Thank you for the detailed explanation! It sounds like you have built
something very cool here.

I'm still digesting the different steps and thinking of what can be done,
but something that initially jumped out at me was
when you mentioned considering how much memory NiFi has and not wanting to
go over 1000 records per chunk...

You should be able to read and write the chunks in a streaming fashion and
never have the entire chunk in memory. For example,
when creating the chunk you would be looping over a ResultSet from the
database and writing each record to the OutputStream of the
FlowFile, never having all 1000 records in memory.

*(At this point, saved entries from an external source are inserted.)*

//! Runtime configuration.
//!
//! Everything has a default, so an absent file or a partial file is fine.
//! Command-line flags are applied on top in `main.rs`.

use std::path::{Path, PathBuf};
use std::time::Duration;

use anyhow::{Context, Result};
use serde::{Deserialize, Serialize};

use crate::data::conditioning::{Conditioner, DEFAULT_POLYORDER, DEFAULT_WINDOW};
use crate::data::matcher::DistanceMetric;
use crate::data::model::CHANNELS;
use crate::error::PlastiscanError;

/// Register addresses used by the core.
#[derive(Debug, Clone, Copy, PartialEq, Eq, Serialize, Deserialize)]
#[serde(default)]
pub struct RegisterMap {
    pub hw_version: u8,
    /// Setup / control register (reset bit and measurement mode).
    pub control: u8,
    pub integration_time: u8,
    pub led_control: u8,
    /// First register of the channel data block.
    pub data_start: u8,
}

impl Default for RegisterMap {
    fn default() -> Self {
        Self {
            hw_version: 0x00,
            control: 0x04,
            integration_time: 0x05,
            led_control: 0x07,
            data_start: 0x08,
        }
    }
}

#[derive(Debug, Clone, PartialEq, Serialize, Deserialize)]
#[serde(default)]
pub struct SensorConfig {
    /// I2C character device (Linux transport only).
    pub bus_path: PathBuf,
    /// 7-bit device address.
    pub address: u8,
    /// Value written to the integration-time register.
    pub integration_time: u8,
    /// Optional value for the LED control register.
    pub led_control: Option<u8>,
    pub registers: RegisterMap,
    /// Settle time after every register write (ms).
    pub write_settle_ms: u64,
    /// Settle time after the reset pulse (ms).
    pub reset_settle_ms: u64,
}

impl Default for SensorConfig {
    fn default() -> Self {
        Self {
            bus_path: PathBuf::from("/dev/i2c-1"),
            address: 0x49,
            integration_time: 0xC0,
            led_control: None,
            registers: RegisterMap::default(),
            write_settle_ms: 100,
            reset_settle_ms: 1000,
        }
    }
}

#[derive(Debug, Clone, PartialEq, Serialize, Deserialize)]
#[serde(default)]
pub struct AcquisitionConfig {
    /// Delay between cycles (ms).
    pub interval_ms: u64,
    /// Extra attempts per register transaction before a cycle is aborted.
    pub bus_retries: u32,
}

impl Default for AcquisitionConfig {
    fn default() -> Self {
        Self {
            interval_ms: 2000,
            bus_retries: 2,
        }
    }
}

impl AcquisitionConfig {
    pub fn interval(&self) -> Duration {
        Duration::from_millis(self.interval_ms)
    }
}

#[derive(Debug, Clone, PartialEq, Serialize, Deserialize)]
#[serde(default)]
pub struct ConditioningConfig {
    pub window: usize,
    pub polyorder: usize,
}

impl Default for ConditioningConfig {
    fn default() -> Self {
        Self {
            window: DEFAULT_WINDOW,
            polyorder: DEFAULT_POLYORDER,
        }
    }
}

impl ConditioningConfig {
    pub fn conditioner(&self) -> Result<Conditioner, PlastiscanError> {
        Conditioner::new(self.window, self.polyorder)
    }
}

#[derive(Debug, Clone, Default, PartialEq, Serialize, Deserialize)]
#[serde(default)]
pub struct MatchingConfig {
    pub metric: DistanceMetric,
}

#[derive(Debug, Clone, PartialEq, Serialize, Deserialize)]
#[serde(default)]
pub struct ReferencesConfig {
    /// Reference file (`.json` / `.csv`); the built-in table when unset.
    pub path: Option<PathBuf>,
    /// File spectra are raw counts to be conditioned at load time.
    pub precondition: bool,
}

impl Default for ReferencesConfig {
    fn default() -> Self {
        Self {
            path: None,
            precondition: true,
        }
    }
}

#[derive(Debug, Clone, PartialEq, Serialize, Deserialize)]
#[serde(default)]
pub struct SinkConfig {
    /// Endpoint receiving `{"microplastic", "concentration"}` posts.
    pub server_url: Option<String>,
    pub http_timeout_ms: u64,
    /// Labelled training log.
    pub csv_path: PathBuf,
}

impl Default for SinkConfig {
    fn default() -> Self {
        Self {
            server_url: None,
            http_timeout_ms: 5000,
            csv_path: PathBuf::from("microplastic_data.csv"),
        }
    }
}

/// Top-level configuration file.
#[derive(Debug, Clone, Default, PartialEq, Serialize, Deserialize)]
#[serde(default)]
pub struct AppConfig {
    pub sensor: SensorConfig,
    pub acquisition: AcquisitionConfig,
    pub conditioning: ConditioningConfig,
    pub matching: MatchingConfig,
    pub references: ReferencesConfig,
    pub sinks: SinkConfig,
}

impl AppConfig {
    /// Read `path` (JSON) or fall back to defaults, then validate.
    pub fn load(path: Option<&Path>) -> Result<Self> {
        let config = match path {
            Some(p) => {
                let text = std::fs::read_to_string(p)
                    .with_context(|| format!("reading config {}", p.display()))?;
                serde_json::from_str(&text)
                    .with_context(|| format!("parsing config {}", p.display()))?
            }
            None => AppConfig::default(),
        };
        config.validate()?;
        Ok(config)
    }

    pub fn validate(&self) -> Result<(), PlastiscanError> {
        self.conditioning.conditioner()?;

        if self.acquisition.interval_ms == 0 {
            return Err(PlastiscanError::config("acquisition interval must be > 0 ms"));
        }
        if self.sinks.http_timeout_ms == 0 {
            return Err(PlastiscanError::config("HTTP timeout must be > 0 ms"));
        }
        let last = self.sensor.registers.data_start as usize + 2 * CHANNELS - 1;
        if last > u8::MAX as usize {
            return Err(PlastiscanError::config(format!(
                "data block starting at {:#04x} runs past register 0xff",
                self.sensor.registers.data_start
            )));
        }
        if self.sensor.address > 0x7F {
            return Err(PlastiscanError::config(format!(
                "{:#04x} is not a 7-bit bus address",
                self.sensor.address
            )));
        }
        Ok(())
    }
}

#[cfg(test)]
mod tests {
    use std::io::Write;

    use super::*;

    #[test]
    fn defaults_match_the_device() {
        let c = AppConfig::default();
        assert_eq!(c.sensor.address, 0x49);
        assert_eq!(c.sensor.integration_time, 0xC0);
        assert_eq!(c.sensor.registers.data_start, 0x08);
        assert_eq!(c.acquisition.interval(), Duration::from_secs(2));
        assert!(c.validate().is_ok());
    }

    #[test]
    fn partial_file_keeps_other_defaults() {
        let mut f = tempfile::Builder::new().suffix(".json").tempfile().unwrap();
        write!(
            f,
            r#"{{ "acquisition": {{ "interval_ms": 500 }}, "matching": {{ "metric": "manhattan" }} }}"#
        )
        .unwrap();

        let c = AppConfig::load(Some(f.path())).unwrap();
        assert_eq!(c.acquisition.interval_ms, 500);
        assert_eq!(c.acquisition.bus_retries, 2);
        assert_eq!(c.matching.metric, DistanceMetric::Manhattan);
        assert_eq!(c.sensor, SensorConfig::default());
    }

    #[test]
    fn missing_file_is_an_error() {
        assert!(AppConfig::load(Some(Path::new("/nonexistent/plastiscan.json"))).is_err());
    }

    #[test]
    fn invalid_values_are_rejected() {
        let mut c = AppConfig::default();
        c.conditioning.window = 4;
        assert!(c.validate().is_err());

        let mut c = AppConfig::default();
        c.acquisition.interval_ms = 0;
        assert!(c.validate().is_err());

        let mut c = AppConfig::default();
        c.sensor.registers.data_start = 0xF8;
        assert!(c.validate().is_err());

        let mut c = AppConfig::default();
        c.sensor.address = 0x80;
        assert!(c.validate().is_err());
    }
}
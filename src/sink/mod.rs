/// Downstream collaborators that receive every cycle's result.
///
/// Sinks are push-only. A failing sink is logged by the acquisition loop
/// and never aborts the cycle or affects the other sinks.
pub mod console;
pub mod csv_log;
pub mod http;

pub use console::ConsoleSink;
pub use csv_log::LabelledCsvSink;
pub use http::HttpSink;

use crate::error::Result;
use crate::pipeline::CycleReport;

pub trait ResultSink {
    fn name(&self) -> &'static str;
    fn publish(&mut self, report: &CycleReport) -> Result<()>;
}

impl<S: ResultSink + ?Sized> ResultSink for Box<S> {
    fn name(&self) -> &'static str {
        (**self).name()
    }

    fn publish(&mut self, report: &CycleReport) -> Result<()> {
        (**self).publish(report)
    }
}
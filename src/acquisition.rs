//! Acquisition loop: setup once, then sample → condition → classify →
//! publish → wait, until cancelled.

use std::time::Duration;

use embedded_hal::delay::DelayNs;

use crate::bus::{RegisterBus, RetryingBus};
use crate::config::{AcquisitionConfig, SensorConfig};
use crate::error::{PlastiscanError, Result};
use crate::pipeline::{CycleReport, Pipeline};
use crate::sensor::{read_channels_cancellable, setup_sensor};
use crate::sink::ResultSink;
use crate::timing::{wait, CancelToken};

#[derive(Debug, Clone, Copy, PartialEq, Eq)]
pub enum LoopState {
    /// Sensor not yet initialised.
    Idle,
    /// Sampling; stays here until the loop is dropped.
    Running,
}

/// Counters over the life of a loop.
#[derive(Debug, Clone, Copy, Default, PartialEq, Eq)]
pub struct LoopStats {
    pub cycles: u64,
    pub classified: u64,
    pub unknown: u64,
    pub bus_errors: u64,
    pub sink_errors: u64,
}

/// Owns the bus and drives cycles one at a time.
pub struct AcquisitionLoop<B, D> {
    bus: RetryingBus<B>,
    delay: D,
    sensor: SensorConfig,
    interval: Duration,
    pipeline: Pipeline,
    sinks: Vec<Box<dyn ResultSink>>,
    state: LoopState,
    stats: LoopStats,
}

impl<B: RegisterBus, D: DelayNs> AcquisitionLoop<B, D> {
    pub fn new(
        bus: B,
        delay: D,
        sensor: SensorConfig,
        acquisition: &AcquisitionConfig,
        pipeline: Pipeline,
    ) -> Self {
        Self {
            bus: RetryingBus::new(bus, acquisition.bus_retries),
            delay,
            sensor,
            interval: acquisition.interval(),
            pipeline,
            sinks: Vec::new(),
            state: LoopState::Idle,
            stats: LoopStats::default(),
        }
    }

    pub fn add_sink(&mut self, sink: Box<dyn ResultSink>) {
        log::debug!("sink '{}' attached", sink.name());
        self.sinks.push(sink);
    }

    pub fn with_sink(mut self, sink: Box<dyn ResultSink>) -> Self {
        self.add_sink(sink);
        self
    }

    pub fn state(&self) -> LoopState {
        self.state
    }

    pub fn stats(&self) -> LoopStats {
        self.stats
    }

    pub fn bus(&self) -> &B {
        self.bus.inner()
    }

    pub fn bus_mut(&mut self) -> &mut B {
        self.bus.inner_mut()
    }

    /// Initialise the sensor and enter `Running`. A no-op when already running.
    pub fn setup(&mut self, cancel: &CancelToken) -> Result<()> {
        if self.state == LoopState::Running {
            return Ok(());
        }
        setup_sensor(&mut self.bus, &self.sensor, &mut self.delay, cancel)?;
        self.state = LoopState::Running;
        log::info!(
            "Acquisition running: {} references, {} ms interval",
            self.pipeline.table().len(),
            self.interval.as_millis()
        );
        Ok(())
    }

    /// One full cycle without the trailing wait.
    ///
    /// A bus error aborts the cycle before anything is published. Sink
    /// failures are logged and counted but do not fail the cycle.
    pub fn run_cycle(&mut self, cancel: &CancelToken) -> Result<CycleReport> {
        if self.state != LoopState::Running {
            return Err(PlastiscanError::NotInitialised);
        }
        self.stats.cycles += 1;
        let cycle = self.stats.cycles;

        let raw = match read_channels_cancellable(&mut self.bus, &self.sensor, cancel) {
            Ok(raw) => raw,
            Err(e) => {
                if matches!(e, PlastiscanError::Bus { .. }) {
                    self.stats.bus_errors += 1;
                }
                return Err(e);
            }
        };

        let (conditioned, result) = self.pipeline.process(&raw);
        if result.is_unknown() {
            self.stats.unknown += 1;
        } else {
            self.stats.classified += 1;
        }

        let report = CycleReport {
            cycle,
            raw,
            conditioned,
            result,
        };

        for sink in &mut self.sinks {
            if let Err(e) = sink.publish(&report) {
                self.stats.sink_errors += 1;
                log::error!("cycle {cycle}: {e}");
            }
        }
        Ok(report)
    }

    /// Set up if needed, then cycle until `cancel` fires or `max_cycles`
    /// cycles have run. Bus, conditioning and sink failures only cost the
    /// current cycle; the next one starts after the normal interval.
    pub fn run(&mut self, cancel: &CancelToken, max_cycles: Option<u64>) -> Result<LoopStats> {
        self.setup(cancel)?;

        let mut done = 0u64;
        while !cancel.is_cancelled() && max_cycles.map_or(true, |max| done < max) {
            if done > 0 && !wait(&mut self.delay, self.interval, cancel) {
                break;
            }
            match self.run_cycle(cancel) {
                Ok(report) => log::debug!(
                    "cycle {}: {} ({:.2} mg/L)",
                    report.cycle,
                    report.result.label,
                    report.result.concentration
                ),
                Err(PlastiscanError::Cancelled) => break,
                Err(e) if e.is_cycle_local() => {
                    log::error!("cycle {} aborted: {e}", self.stats.cycles)
                }
                Err(e) => return Err(e),
            }

            done += 1;
        }

        log::info!("Acquisition stopped after {} cycles", self.stats.cycles);
        Ok(self.stats)
    }
}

On the down stream
processor you would read the record from the  InputStream of the
FlowFile, sending each one to the destination database, again not having
all 1000 records in memory. If you can operate like this then having
1000 records per chunk, or 100,000 records per chunk, shouldn't change the
memory requirement for NiFi.

An example of what we do for ExecuteSQL and QueryDatabaseTable is in the
JdbcCommon util where it converts the ResultSet to Avro records by writing
to the OutputStream:
https://github.com/apache/nifi/blob/e4b7e47836edf47042973e604005058c28eed23b/nifi-nar-bundles/nifi-standard-bundle/nifi-standard-processors/src/main/java/org/apache/nifi/processors/standard/util/JdbcCommon.java#L80

Another point is that it is not necessarily a bad thing to have say 10,000
Flow Files in a queue. The queue is not actually holding the content of
those FlowFiles, it is only holding pointers to where the content is, and
only when
the next processor does a session.read(flowFile, ...) does it then read in
the content as a stream. In general NiFi should be able to handle 10s of
thousands, or even 100s of thousands of Flow Files sitting in a queue.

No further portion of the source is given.